In what may leave opposition parties feeling vindicated the UN Special Rapporteur, Farida Shaheed, has emphasised the need for adoption of other indigenous languages in the education system. Shaheed says there is growing worldwide evidence that using mother tongues in the initial years of learning significantly increases the quality of education.
“It allows children to learn and develop life skills as well as self-esteem,” she says.
Opposition parties have throughout their campaigns leading up to the recent general elections stated as part of their manifestos, the need for incorporation of non-Setswana indigenous languages into the education system.
Shaheed’s observations are contained in a preliminary report which will be presented at the 28th session of the United Nations Human Rights Council in March 2015 in Geneva.
She says despite the government’s good intentions to promote and accommodate all indigenous mother tongues in the education system as evidenced by the 2001 National Policy on Culture, the intentions have not translated into concrete implementation.
The Vision 2016 document states that “Botswana’s wealth of different languages and cultural traditions will be recognised, supported and strengthened within the education system.” The document goes on to state that no Motswana will be disadvantaged in the education system as a result of a mother tongue that differs from the Botswana’s two official languages (Setswana and English).
“It is through language that culture is communicated to future generations,” the document states. Shaheed says however that the implementation policy is uneven. “Several key provisions remain largely unimplemented such as those relating to the documentation and further development of languages; the acceptance and respect of other cultures as integral parts of the national stream as cultural diversity does not imply a homogenous culture; the reorientation of cultural practices and values to achieve a society culturally supportive of the rights and status of women.”
Shaheed says the current system further disadvantages children in remote areas who have no or minimal exposure to Setswana in their families and communities. This, she says, is especially the case of pupils residing in hostels.
“I am, however, encouraged by the fact that teachers’ aides have been introduced in Ghanzi and elsewhere.

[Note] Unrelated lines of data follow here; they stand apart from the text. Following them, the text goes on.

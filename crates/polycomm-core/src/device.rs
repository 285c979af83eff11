//! Device - Compute Location Tags
//!
//! Identifies where a buffer lives and where a communication backend expects
//! its operands. Buffers are always host-resident in this crate; a `Device`
//! is the placement tag a backend uses to decide whether an operand must be
//! relocated before a collective runs.
//!
//! # Example
//! ```rust
//! use polycomm_core::Device;
//!
//! let cpu = Device::Cpu;
//! assert!(cpu.is_available());
//! assert_eq!("cuda:1".parse::<Device>().unwrap(), Device::Cuda(1));
//! ```
//!
//! @version 0.1.0
//! @author `Polycomm` Development Team

use core::fmt;
use core::str::FromStr;

use serde::{Deserialize, Deserializer, Serialize, Serializer};

use crate::error::Error;

// =============================================================================
// Device Enum
// =============================================================================

/// A compute location (host memory or an accelerator ordinal).
#[derive(Debug, Clone, Copy, PartialEq, Eq, Hash, Default)]
pub enum Device {
    /// Host memory. Always available.
    #[default]
    Cpu,

    /// CUDA accelerator with device ordinal.
    Cuda(usize),
}

impl Device {
    /// Returns true if this device exists on the current host.
    #[must_use]
    pub fn is_available(self) -> bool {
        match self {
            Self::Cpu => true,
            Self::Cuda(idx) => idx < accelerator_count(),
        }
    }

    /// Returns true if this is host memory.
    #[must_use]
    pub const fn is_cpu(self) -> bool {
        matches!(self, Self::Cpu)
    }

    /// Returns true if this is an accelerator.
    #[must_use]
    pub const fn is_accelerator(self) -> bool {
        !self.is_cpu()
    }

    /// Returns the device ordinal, or 0 for CPU.
    #[must_use]
    pub const fn index(self) -> usize {
        match self {
            Self::Cpu => 0,
            Self::Cuda(idx) => idx,
        }
    }

    /// Returns the name of this device type.
    #[must_use]
    pub const fn device_type(self) -> &'static str {
        match self {
            Self::Cpu => "cpu",
            Self::Cuda(_) => "cuda",
        }
    }

    /// Returns the first accelerator if the host has one, else the CPU.
    #[must_use]
    pub fn best_available() -> Self {
        if accelerator_count() > 0 {
            Self::Cuda(0)
        } else {
            Self::Cpu
        }
    }
}

impl fmt::Display for Device {
    fn fmt(&self, f: &mut fmt::Formatter<'_>) -> fmt::Result {
        match self {
            Self::Cpu => write!(f, "cpu"),
            Self::Cuda(idx) => write!(f, "cuda:{idx}"),
        }
    }
}

impl FromStr for Device {
    type Err = Error;

    fn from_str(s: &str) -> Result<Self, Self::Err> {
        let s = s.trim().to_ascii_lowercase();
        match s.split_once(':') {
            None if s == "cpu" => Ok(Self::Cpu),
            None if s == "cuda" => Ok(Self::Cuda(0)),
            Some(("cuda", idx)) => idx
                .parse()
                .map(Self::Cuda)
                .map_err(|_| Error::invalid_config(format!("invalid device ordinal in '{s}'"))),
            _ => Err(Error::invalid_config(format!("unknown device '{s}'"))),
        }
    }
}

impl Serialize for Device {
    fn serialize<S: Serializer>(&self, serializer: S) -> Result<S::Ok, S::Error> {
        serializer.collect_str(self)
    }
}

impl<'de> Deserialize<'de> for Device {
    fn deserialize<D: Deserializer<'de>>(deserializer: D) -> Result<Self, D::Error> {
        let s = String::deserialize(deserializer)?;
        s.parse().map_err(serde::de::Error::custom)
    }
}

// =============================================================================
// Device Count Functions
// =============================================================================

/// Returns the number of CUDA devices visible on this host.
///
/// Always 0 unless built with the `cuda` feature.
#[must_use]
pub fn accelerator_count() -> usize {
    let count = cuda_device_count();
    tracing::trace!(count, "probed CUDA devices");
    count
}

#[cfg(feature = "cuda")]
fn cuda_device_count() -> usize {
    cudarc::driver::result::init()
        .and_then(|()| cudarc::driver::result::device::get_count())
        .map_or(0, |n| usize::try_from(n).unwrap_or(0))
}

#[cfg(not(feature = "cuda"))]
fn cuda_device_count() -> usize {
    0
}

// =============================================================================
// Tests
// =============================================================================

#[cfg(test)]
mod tests {
    use super::*;

    #[test]
    fn test_cpu_device() {
        let device = Device::Cpu;
        assert!(device.is_cpu());
        assert!(!device.is_accelerator());
        assert!(device.is_available());
        assert_eq!(device.device_type(), "cpu");
    }

    #[test]
    fn test_device_display() {
        assert_eq!(format!("{}", Device::Cpu), "cpu");
        assert_eq!(format!("{}", Device::Cuda(3)), "cuda:3");
    }

    #[test]
    fn test_device_parse() {
        assert_eq!("cpu".parse::<Device>().unwrap(), Device::Cpu);
        assert_eq!("CUDA".parse::<Device>().unwrap(), Device::Cuda(0));
        assert_eq!("cuda:2".parse::<Device>().unwrap(), Device::Cuda(2));
        assert!("tpu".parse::<Device>().is_err());
        assert!("cuda:x".parse::<Device>().is_err());
    }

    #[test]
    fn test_device_default() {
        assert_eq!(Device::default(), Device::Cpu);
    }

    #[test]
    fn test_best_available_is_available() {
        assert!(Device::best_available().is_available());
    }

    #[cfg(not(feature = "cuda"))]
    #[test]
    fn test_no_accelerators_without_cuda() {
        assert_eq!(accelerator_count(), 0);
        assert!(!Device::Cuda(0).is_available());
        assert_eq!(Device::best_available(), Device::Cpu);
    }

    #[test]
    fn test_device_serde() {
        let json = serde_json::to_string(&Device::Cuda(1)).unwrap();
        assert_eq!(json, "\"cuda:1\"");
        let back: Device = serde_json::from_str(&json).unwrap();
        assert_eq!(back, Device::Cuda(1));
    }
}
//! Computation Model - The Collective Communication Contract
//!
//! [`ComputationModel`] is the one interface every backend implements and
//! the only one callers depend on. A backend supplies identity accessors and
//! four buffer-level primitives (`do_all_reduce`, `do_all_gather`,
//! `do_broadcast` and the node-size probe `compute_nproc_per_node`); the
//! provided methods layer the operand codec and the lazy topology deriver on
//! top of them.
//!
//! Constructors and `spawn` are associated functions bounded by
//! `Self: Sized`, so `dyn ComputationModel` stays usable for everything a
//! worker does once it holds a model.
//!
//! @version 0.1.0
//! @author `Polycomm` Development Team

use std::sync::Arc;

use polycomm_core::{Buffer, DType, Device, Result};

use crate::codec;
use crate::config::{BackendOptions, SpawnConfig};
use crate::operand::Operand;
use crate::topology::{NodeLayout, Topology};

// =============================================================================
// Worker Entry Point
// =============================================================================

/// Entry point run by every spawned worker with that worker's model.
pub type WorkerFn = Arc<dyn Fn(Box<dyn ComputationModel>) -> Result<()> + Send + Sync>;

/// Wraps a closure as a [`WorkerFn`].
pub fn worker_fn<F>(entry: F) -> WorkerFn
where
    F: Fn(Box<dyn ComputationModel>) -> Result<()> + Send + Sync + 'static,
{
    Arc::new(entry)
}

// =============================================================================
// ComputationModel Trait
// =============================================================================

/// A communication backend bound to one process of a group.
///
/// All processes must issue the same collectives in the same order with
/// compatible operands. One thread per process issues collectives.
pub trait ComputationModel: Send + Sync {
    // -------------------------------------------------------------------------
    // Identity
    // -------------------------------------------------------------------------

    /// Name of this model variant, e.g. `"serial"`.
    fn name(&self) -> &'static str;

    /// Global rank of this process.
    fn rank(&self) -> usize;

    /// Number of processes in the group.
    fn world_size(&self) -> usize;

    /// Rank of this process within its node.
    fn local_rank(&self) -> usize;

    /// Topology cache backing the node accessors.
    fn topology(&self) -> &Topology;

    /// Compute location collectives run on.
    fn device(&self) -> Device;

    /// Name of the active communication backend, if any.
    fn backend_name(&self) -> Option<&str>;

    /// Floating dtype non-floating payloads are hosted in during a
    /// collective. `None` disables casting.
    fn collective_dtype(&self) -> Option<DType> {
        None
    }

    // -------------------------------------------------------------------------
    // Topology
    // -------------------------------------------------------------------------

    /// Resolves the node layout, probing on first use.
    fn node_layout(&self) -> Result<NodeLayout> {
        self.topology()
            .resolve(self.rank(), self.world_size(), || self.compute_nproc_per_node())
    }

    /// Processes per node.
    fn nproc_per_node(&self) -> Result<usize> {
        Ok(self.node_layout()?.nproc_per_node)
    }

    /// Number of nodes.
    fn nnodes(&self) -> Result<usize> {
        Ok(self.node_layout()?.nnodes)
    }

    /// Index of this process's node.
    fn node_rank(&self) -> Result<usize> {
        Ok(self.node_layout()?.node_rank)
    }

    // -------------------------------------------------------------------------
    // Primitives
    // -------------------------------------------------------------------------

    /// Counts the processes on this node. May itself be a collective.
    fn compute_nproc_per_node(&self) -> Result<usize>;

    /// Reduces `buffer` in place across the group.
    fn do_all_reduce(&self, buffer: &mut Buffer, op: &str) -> Result<()>;

    /// Replaces `buffer` with every rank's buffer concatenated along
    /// dimension 0 in rank order.
    fn do_all_gather(&self, buffer: &mut Buffer) -> Result<()>;

    /// Overwrites `buffer` with the one held by `src`.
    fn do_broadcast(&self, buffer: &mut Buffer, src: usize) -> Result<()>;

    // -------------------------------------------------------------------------
    // Collectives
    // -------------------------------------------------------------------------

    /// Reduces a scalar or buffer across the group with the named op.
    fn all_reduce(&self, operand: Operand, op: &str) -> Result<Operand> {
        codec::wrap_all_reduce(self, operand, op)
    }

    /// Collects every rank's value in rank order.
    fn all_gather(&self, operand: Operand) -> Result<Operand> {
        codec::wrap_all_gather(self, operand)
    }

    /// Distributes the value held by `src` to every rank.
    fn broadcast(&self, operand: Operand, src: usize) -> Result<Operand> {
        codec::wrap_broadcast(self, operand, src)
    }

    /// Blocks until every rank has entered the barrier.
    fn barrier(&self) -> Result<()>;

    /// Releases backend resources. Calling it again is a no-op.
    fn finalize(&self) -> Result<()>;

    // -------------------------------------------------------------------------
    // Construction
    // -------------------------------------------------------------------------

    /// Name of this model variant, without an instance.
    fn model_name() -> &'static str
    where
        Self: Sized;

    /// Backend names `create_from_backend` and `spawn` accept.
    fn available_backends() -> &'static [&'static str]
    where
        Self: Sized;

    /// Adopts an already initialized communication context, if one exists.
    fn create_from_context() -> Result<Option<Self>>
    where
        Self: Sized;

    /// Initializes a new context for the named backend.
    fn create_from_backend(backend: &str, options: &BackendOptions) -> Result<Self>
    where
        Self: Sized;

    /// Launches workers running `entry` under the named backend and waits
    /// for all of them.
    fn spawn(backend: &str, config: &SpawnConfig, entry: WorkerFn) -> Result<()>
    where
        Self: Sized;
}

/// Checks `backend` against the names a model accepts.
pub(crate) fn check_backend(available: &[&str], backend: &str) -> Result<()> {
    if available.contains(&backend) {
        Ok(())
    } else {
        Err(polycomm_core::Error::UnknownBackend {
            name: backend.to_string(),
        })
    }
}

I recommend that in places where it is needed, more robust measures must be taken to ensure that language is not an obstacle to learning.” She stresses the importance of measures being formulated on the basis of research results and analysis of the Department for Curriculum Development and Evaluation.
Throughout the 13 day visit Shaheed has observed that many Batswana feel excluded from the ‘main’ society and lack recognition of their cultural heritage and distinct way of life, including of their own historical narratives.
She visited Gaborone, Maun, Ghanzi, Dkar, Old Xade, New Xade, Shakawe, Ramotswa, Tsodilo hills as well as several other villages along the Okavango Delta. She held meetings with government officials, traditional leaders, artists, academics, civil society representatives, and the Ombudsperson. The purpose of her visit was to identify, in a spirit of co-operation and constructive dialogue, good practices in and possible obstacles to the promotion and protection of cultural rights in Botswana. She addressed key issues such as the rights of individuals and communities to participate in cultural life by accessing, taking part in, and contributing to cultural life in all its facets. This includes enjoying and having their cultural heritage recognised through participation in the identification, interpretation, classification, and stewardship of heritage as well as expressing creativity in the areas of artistic expressions, sports and culture.
Shaheed took her functions as Independent Expert in the field of cultural rights in 2009 and continued as a Special Rapporteur on the same issue following the Human Rights Council Resolution 19/6.